After taking your first day in Beijing easy and throwing yourself into its culture and history on your second, saving the city’s most iconic sights for last is a great way to punctuate your time here. On your third and final day, take some time to enjoy coffee with a view, wander through the Forbidden City, and enjoy the lively action at the Temple of Heaven.

Coffee with a view

Photo: HelloRF Zcool/Shutterstock

Start the day off at the Bear Brew coffee shop, tucked away in a residential hutong near the Xisi subway station. Grab your beverage of choice, and head straight upstairs for the best cafe vista in all of China. Perched on the converted roof patio, gaze in wonder at Miaoying Temple, with its tall, white dagoba. Dating back to the Yuan Dynasty, it is said to be the earliest presence of Tibetan Buddhism in the city.

Historic church

Photo: WaitForLight/Shutterstock

From there, it’s a short walk to the serene, historic Church of the Savior. Duck into the church, with stained glass windows that include images of the Temple of Heaven and Chinese monks. This was also the site of a Boxer Rebellion skirmish (an anti-imperial, anti-colonial, and anti-Christian movement that occurred between 1899 and 1900), although there are no placards to indicate this.

Dumpling lunch

Photo: Zvonimir Atletic/Shutterstock

For lunch, stuff yourself with one of Chinese cuisines’ most beloved creations — dumplings.
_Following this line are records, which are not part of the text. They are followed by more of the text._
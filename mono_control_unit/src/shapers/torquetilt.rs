//! Adaptive torque response ("torque tilt").
//!
//! Predicts the acceleration the filtered motor current should produce,
//! compares it with the measured acceleration, and tilts the setpoint into
//! the gap — nose up into hills and heavy terrain, nose level again when
//! the load clears. The tricky part is the step-size selection: react fast
//! to real load changes without oscillating on noisy low-speed data. That
//! policy lives in [`select_step`], a decision table keyed on travel
//! direction, which side of the target the interpolant sits on, gap size,
//! braking, static-climb and cutback conditions.

use crate::filter::{Biquad, BiquadKind};
use crate::inputs::Inputs;
use crate::tuning::Tuning;
use crate::util::sign;

/// Values fed back from the previous PID tick; the step table reads them to
/// detect "the rider is already correcting" situations.
#[derive(Debug, Clone, Copy, Default)]
pub struct LoopFeedback {
    pub proportional: f64,
    pub pid_value: f64,
}

// ─── Step selection ─────────────────────────────────────────────────

/// Which base ramp rate the interpolant uses this tick.
#[derive(Debug, Clone, Copy, PartialEq, Eq)]
pub enum StepClass {
    /// Slow release rate (`torquetilt_off_speed`).
    Relax,
    /// Full engage rate (`torquetilt_on_speed`).
    Engage,
    /// Half engage rate.
    EngageHalf,
    /// Third engage rate.
    EngageThird,
}

/// Outcome of the step decision table.
#[derive(Debug, Clone, Copy, PartialEq, Eq)]
pub struct StepChoice {
    pub class: StepClass,
    /// Static climb boosts the chosen rate by 1.5×.
    pub boost: bool,
    /// Telemetry tag identifying the decision branch.
    pub case: i8,
}

impl StepChoice {
    const fn new(class: StepClass, case: i8) -> Self {
        Self {
            class,
            boost: false,
            case,
        }
    }

    /// Resolve to degrees per tick.
    pub fn value(&self, tuning: &Tuning) -> f64 {
        let base = match self.class {
            StepClass::Relax => tuning.torquetilt_off_step,
            StepClass::Engage => tuning.torquetilt_on_step,
            StepClass::EngageHalf => tuning.torquetilt_on_step / 2.0,
            StepClass::EngageThird => tuning.torquetilt_on_step / 3.0,
        };
        if self.boost {
            base * 1.5
        } else {
            base
        }
    }
}

/// Inputs to the step decision table, flattened for testability.
#[derive(Debug, Clone, Copy)]
pub struct StepContext {
    pub erpm: f64,
    pub abs_erpm: f64,
    pub interpolated: f64,
    pub target: f64,
    pub accel_gap: f64,
    pub accel_gap_aggregate: f64,
    pub braking: bool,
    pub static_climb: bool,
    pub cutback_response: bool,
    pub pitch: f64,
    pub setpoint: f64,
    pub pid_value: f64,
}

/// The step-size decision table.
///
/// Ground rule: downward motion (toward zero tilt) takes the slow `Relax`
/// rate unless a "reversing course" predicate shows the terrain genuinely
/// flipped — that asymmetry is what keeps the board from oscillating.
pub fn select_step(ctx: &StepContext) -> StepChoice {
    use StepClass::*;

    if ctx.abs_erpm < 500.0 && ctx.accel_gap.abs() < 2.0 {
        // Low-speed acceleration data is junk; go easy.
        return StepChoice::new(Relax, 0);
    }
    if ctx.cutback_response {
        // Cutbacks trump everything; always react quickly.
        return if !ctx.braking {
            StepChoice::new(EngageHalf, 28)
        } else {
            StepChoice::new(Engage, 18)
        };
    }

    if ctx.erpm > 0.0 {
        if ctx.interpolated < 0.0 {
            // Forward travel, tail-down tilt: downhill.
            if ctx.interpolated < ctx.target {
                if ctx.accel_gap > 1.0 && ctx.accel_gap_aggregate > 20.0 {
                    // Reversing course.
                    StepChoice::new(Engage, 17)
                } else if ctx.pitch < ctx.setpoint && ctx.pid_value > 0.0 && ctx.accel_gap > 0.5 {
                    // Reversing course.
                    StepChoice::new(Engage, 11)
                } else {
                    StepChoice::new(Relax, 21)
                }
            } else if ctx.accel_gap.abs() < 0.5 {
                StepChoice::new(Relax, 23)
            } else if ctx.braking {
                StepChoice::new(EngageHalf, 1)
            } else {
                StepChoice::new(Engage, 2)
            }
        } else {
            // Forward travel, nose-up tilt: uphill or heavy resistance.
            if ctx.target > -3.0 && ctx.interpolated > ctx.target {
                if ctx.abs_erpm < 1000.0 && ctx.pitch < 0.5 {
                    // Rider is already pushing the other way; obstacle cleared?
                    StepChoice::new(Relax, 29)
                } else if ctx.abs_erpm < 2000.0 && (ctx.interpolated - ctx.target) > 2.0 {
                    // Slow after braking with lots of remaining tilt.
                    StepChoice::new(EngageThird, 4)
                } else if ctx.abs_erpm > 2000.0 && ctx.target < 0.0 {
                    StepChoice::new(EngageHalf, 19)
                } else {
                    StepChoice::new(Relax, 22)
                }
            } else {
                let mut choice = if ctx.accel_gap.abs() < 0.5 {
                    StepChoice::new(Relax, 27)
                } else if ctx.abs_erpm < 1000.0 {
                    StepChoice::new(EngageHalf, 5)
                } else {
                    StepChoice::new(Engage, 6)
                };
                if ctx.static_climb {
                    choice.boost = true;
                    choice.case = 31;
                }
                choice
            }
        }
    } else if ctx.interpolated > 0.0 {
        // Reverse travel, nose-up tilt: downhill.
        if ctx.interpolated > ctx.target && ctx.target > -3.0 {
            if ctx.pitch > ctx.setpoint && ctx.pid_value < 0.0 && ctx.accel_gap < 0.0 {
                // Reversing course.
                StepChoice::new(Engage, 12)
            } else {
                StepChoice::new(Relax, 24)
            }
        } else if ctx.braking {
            StepChoice::new(EngageHalf, 13)
        } else {
            StepChoice::new(Engage, 14)
        }
    } else {
        // Reverse travel, tail-down tilt: uphill in reverse.
        if ctx.target < 3.0 && ctx.interpolated < ctx.target {
            if ctx.abs_erpm < 1000.0 && ctx.pitch > -0.5 {
                StepChoice::new(Relax, 8)
            } else {
                StepChoice::new(Relax, 25)
            }
        } else {
            let mut choice = if ctx.accel_gap == 0.0 {
                StepChoice::new(Relax, 26)
            } else if ctx.abs_erpm < 1000.0 {
                StepChoice::new(EngageHalf, 9)
            } else {
                StepChoice::new(Engage, 10)
            };
            if ctx.static_climb {
                choice.boost = true;
                choice.case = 32;
            }
            choice
        }
    }
}

// ─── The shaper ─────────────────────────────────────────────────────

#[derive(Debug, Clone)]
pub struct TorqueTilt {
    current_filter: Biquad,
    /// Low-passed motor current [A].
    pub filtered_current: f64,
    /// EMA of expected-minus-measured acceleration.
    pub accel_gap: f64,
    accel_gap_aggregate: f64,
    /// EMA'd raw tilt target [deg].
    pub target: f64,
    /// Ramped tilt actually applied [deg].
    pub interpolated: f64,
    case: i8,
}

impl TorqueTilt {
    pub fn new(tuning: &Tuning) -> Self {
        Self {
            current_filter: Biquad::new(BiquadKind::Lowpass, tuning.torquetilt_filter_fc),
            filtered_current: 0.0,
            accel_gap: 0.0,
            accel_gap_aggregate: 0.0,
            target: 0.0,
            interpolated: 0.0,
            case: -1,
        }
    }

    pub fn reset(&mut self) {
        self.current_filter.reset();
        self.filtered_current = 0.0;
        self.accel_gap = 0.0;
        self.accel_gap_aggregate = 0.0;
        self.target = 0.0;
        self.interpolated = 0.0;
        self.case = -1;
    }

    /// Telemetry tag of the last step decision.
    #[inline]
    pub fn response_case(&self) -> i8 {
        self.case
    }

    #[inline]
    pub fn accel_gap_aggregate(&self) -> f64 {
        self.accel_gap_aggregate
    }

    /// Run one tick. `setpoint_so_far` is the setpoint built up before this
    /// shaper (base + nose bias); the offset returned adds on top of it.
    pub fn apply(
        &mut self,
        inputs: &Inputs,
        tuning: &Tuning,
        setpoint_so_far: f64,
        feedback: &LoopFeedback,
        cutback: bool,
    ) -> f64 {
        if tuning.cfg.torquetilt_strength == 0.0 {
            return 0.0;
        }
        self.case = 0;

        self.filtered_current = self.current_filter.process(inputs.motor_current);
        let torque_sign = sign(self.filtered_current);
        let abs_torque = self.filtered_current.abs();
        let torque_offset = tuning.cfg.torquetilt_start_current;
        let strength = tuning.tt_strength_uphill;

        // Negative current against travel direction: braking or downhill.
        let braking = inputs.abs_erpm > 250.0 && torque_sign != sign(inputs.erpm);

        // Extreme spikes are clipped; only the upper bound applies.
        let measured_acc = inputs.acceleration.min(5.0);

        // Expected acceleration is proportional to current minus the
        // balance-holding offset; above 25 A the torque curve flattens and
        // a second, softer factor takes over.
        let expected_acc = if abs_torque < 25.0 {
            (self.filtered_current - sign(inputs.erpm) * torque_offset) / tuning.accel_factor
        } else {
            (torque_sign * 25.0 - sign(inputs.erpm) * torque_offset) / tuning.accel_factor
                + torque_sign * (abs_torque - 25.0) / tuning.accel_factor2
        };

        let acc_diff = expected_acc - measured_acc;
        let mut static_climb = false;
        if inputs.abs_erpm > 2000.0 {
            self.accel_gap = 0.9 * self.accel_gap + 0.1 * acc_diff;
        } else if inputs.abs_erpm > 1000.0 {
            self.accel_gap = 0.95 * self.accel_gap + 0.05 * acc_diff;
        } else if inputs.abs_erpm > 250.0 {
            self.accel_gap = 0.98 * self.accel_gap + 0.02 * acc_diff;
        } else if expected_acc.abs() < 1.0 {
            // Low-speed erpm data is far too choppy to act on unless we are
            // actually trying to accelerate.
            self.accel_gap = 0.0;
        } else if expected_acc.abs() < 1.5 {
            if self.accel_gap.abs() > 1.0 {
                self.accel_gap = 0.9 * self.accel_gap + 0.1 * acc_diff;
                static_climb = true;
            } else {
                self.accel_gap = 0.99 * self.accel_gap + 0.01 * acc_diff;
            }
        } else if self.accel_gap.abs() > 1.0 {
            self.accel_gap = 0.9 * self.accel_gap + 0.1 * acc_diff;
            static_climb = true;
        } else {
            self.accel_gap = 0.95 * self.accel_gap + 0.05 * acc_diff;
        }

        if sign(self.accel_gap_aggregate) == sign(self.accel_gap) {
            self.accel_gap_aggregate += self.accel_gap;
        } else {
            self.accel_gap_aggregate = 0.0;
        }

        let mut new_ttt = strength * self.accel_gap;
        let mut cutback_response = false;

        if cutback && inputs.abs_erpm > tuning.cutback_minspeed {
            if sign(new_ttt) == sign(inputs.erpm) {
                new_ttt /= 4.0;
            } else {
                new_ttt *= 1.5;
            }
            cutback_response = true;
        } else if braking && inputs.abs_erpm > 1000.0 {
            // Negative current alone is not active braking; the rider must
            // be leaning against travel too.
            if sign(feedback.proportional) != sign(inputs.erpm) {
                let mut downhill_damper = 1.0;
                if (inputs.erpm > 1000.0 && self.accel_gap < -1.0)
                    || (inputs.erpm < -1000.0 && self.accel_gap > 1.0)
                {
                    // Braking downhill should not lift the nose as much.
                    downhill_damper += self.accel_gap.abs() / 2.0;
                }
                new_ttt += (inputs.pitch - setpoint_so_far) / tuning.ttt_brake_ratio
                    / downhill_damper;
            }
        }

        self.target = self.target * 0.95 + 0.05 * new_ttt;
        self.target = self
            .target
            .clamp(-tuning.cfg.torquetilt_angle_limit, tuning.cfg.torquetilt_angle_limit);

        let choice = select_step(&StepContext {
            erpm: inputs.erpm,
            abs_erpm: inputs.abs_erpm,
            interpolated: self.interpolated,
            target: self.target,
            accel_gap: self.accel_gap,
            accel_gap_aggregate: self.accel_gap_aggregate,
            braking,
            static_climb,
            cutback_response,
            pitch: inputs.pitch,
            setpoint: setpoint_so_far,
            pid_value: feedback.pid_value,
        });
        self.case = choice.case;
        let step = choice.value(tuning);

        if (self.target - self.interpolated).abs() < step {
            self.interpolated = self.target;
        } else if self.target > self.interpolated {
            self.interpolated += step;
        } else {
            self.interpolated -= step;
        }
        self.interpolated
    }
}

// ─── Tests ──────────────────────────────────────────────────────────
Just north of the Xisi subway station is a bustling, multi-floor dumpling joint. It’s easy to spot due to the intricately carved, multi-colored wooden facade. The English name translates as Huif Feng Old Beijing Dumpling House, but you might need to look for the characters instead: 惠丰老北京饺子楼.

Forbidden City

Photo: Sergii Rudiuk/Shutterstock

After gorging on bite-sized masterpieces that are dumplings, it’s time for a walk. Covering the grounds of the Forbidden City will take a couple of hours, and it’s suggested that visitors meander off the main south-to-north walking path and dip into some of the spaces at the perimeter. There is not a lot of signage, so it may be advisable to go with a guided tour in order to have the place brought to life.

Temple of Heaven

Photo: V_E/Shutterstock

The next and final stop is the Temple of Heaven. Locals gather daily at this park to stay fit, have some fun, and socialize with friends. Choral singing, guys working up a sweat with martial arts weapons, coordinated group dancing, folks playing the erhu, a two-stringed Chinese musical instrument — you never know what sights you might catch at the Temple of Heaven. Out of the collection of historic temples in Beijing, this one is certainly the liveliest.

Dinner

Photo: PWL Films/Shutterstock

For dinner, it’s time to enjoy that beloved and artery-clogging Peking duck. Walk 30 minutes north to the rustic Liqun Roast Duck Restaurant. Unlike other roast duck restaurants in Beijing, Liqun has not turned into a chain, and it still operates out of its original location, which is the converted residence of the restaurant’s founder.